There is also a small risk that the benefit authority could say that the landlord benefits by being seen in a good light or that the payments reduce rent arrears.

The more specific the purpose of the payment – e.g. to reduce exceptional hardship experienced by the tenant/family, for example by preventing ill health due to cold or damp, or by ensuring the children have warm clothes or shoes that fit, the less likely this would be seen as simply a direct benefit to the landlord.
 

Universal Credit

For Universal Credit, however payments from a Welfare Fund will be disregarded and so will not affect a UC award.

Regulation 66 of the UC Regulations 2013 lists income other than earnings that is taken into account and so reduces a UC award. If an income is not on the list, it isn’t taken into account. Charitable and voluntary payments are not listed, and neither are payments from the kind of Welfare Funds we are talking about.
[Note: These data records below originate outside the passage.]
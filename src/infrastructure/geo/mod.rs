//! IP geolocation for click enrichment.
//!
//! Provides a [`GeoLookup`] trait with two implementations:
//! - [`MaxMindGeoLookup`] - Local MaxMind City database
//! - [`NullGeoLookup`] - Returns no location, used when no database is configured

mod maxmind;
mod null_geo;
mod service;

pub use maxmind::MaxMindGeoLookup;
pub use null_geo::NullGeoLookup;
pub use service::{GeoLocation, GeoLookup, geo_lookup_from_path};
BUT be aware that if an amount is paid regularly to a claimant whose award includes a Housing Costs Element by their landlord without any reference as to what that payment is for, then there is a risk that the DWP could regard these payments as a reduction in rental liability and thereby reduce the amount of the Housing Costs Element.

 

Housing Benefit

‘Charitable payments’ and ‘voluntary payments’ are disregarded as income under paragraph 14 of Schedule 5 of the HB Regulations 2006 and the Housing Benefit (PC age) Regulations 2006.

However, if the payment is considered to be benefiting the landlord in some way, then it may fall to be counted as unearned income instead and would reduce the HB award by 65p per £1.
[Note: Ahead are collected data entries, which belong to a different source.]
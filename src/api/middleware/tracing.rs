//! HTTP request/response tracing middleware.

use tower_http::LatencyUnit;
use tower_http::classify::{ServerErrorsAsFailures, SharedClassifier};
use tower_http::trace::{DefaultMakeSpan, DefaultOnFailure, DefaultOnResponse, TraceLayer};
use tracing::Level;

/// Creates a tracing middleware for HTTP requests.
///
/// Each request gets an `INFO` span with method, URI and version. Responses are
/// logged at `INFO` with status and latency in milliseconds; 5xx responses are
/// additionally reported at `ERROR`.
///
/// ```text
/// INFO request{method=GET uri=/abc123 version=HTTP/1.1}: finished processing request latency=2 ms status=302
/// ```
pub fn layer() -> TraceLayer<SharedClassifier<ServerErrorsAsFailures>> {
    TraceLayer::new_for_http()
        .make_span_with(DefaultMakeSpan::new().level(Level::INFO))
        .on_response(
            DefaultOnResponse::new()
                .level(Level::INFO)
                .latency_unit(LatencyUnit::Millis),
        )
        .on_failure(DefaultOnFailure::new().level(Level::ERROR))
}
ALSO be aware that if an amount is paid regularly to a claimant receiving HB by their landlord without any reference as to what that payment is for, then there is a risk that the HB Office could regard the payments as a reduction in rental liability and thereby reduce the amount of the HB award.

 

Income-Related ESA, Income Support, Income-Based JSA

The rules apply in the same way as for Housing Benefit, so payments not considered to be ‘charitable payments’ or ‘voluntary payments’ would reduce the award – in the case of IR-ESA, IS and IB-JSA - £1 for £1.

 

Pension Credit

Pension Credit ignores all these payments. It works in the same way as Universal Credit – in that if it is not listed as an income that should be considered then it isn’t.

 

Tax Credits

Regular payments from a Welfare Fund would not be taxable income and would not be classed as income for Tax Credit purposes

 

Council Tax Support

Each scheme is different so it would be advisable to check the local authority’s policies.

 

Savings Thresholds
For working age claimants on Income-Related ESA, Income Support, Income-Based JSA, Housing Benefit or Universal Credit, these thresholds are £6,000 (where savings over £6,000 generate a tariff income), and £16,000 (where having savings above this would end entitlement).

For pension age claimants on Pension Credit there is no upper savings limit but savings over £10,000 generate a tariff income.

For pension age claimants not on Guarantee Pension Credit but getting Housing Benefit these thresholds are £10,000 (where savings over £10,000 generate a tariff income), and £16,000 (where having savings above this would end entitlement).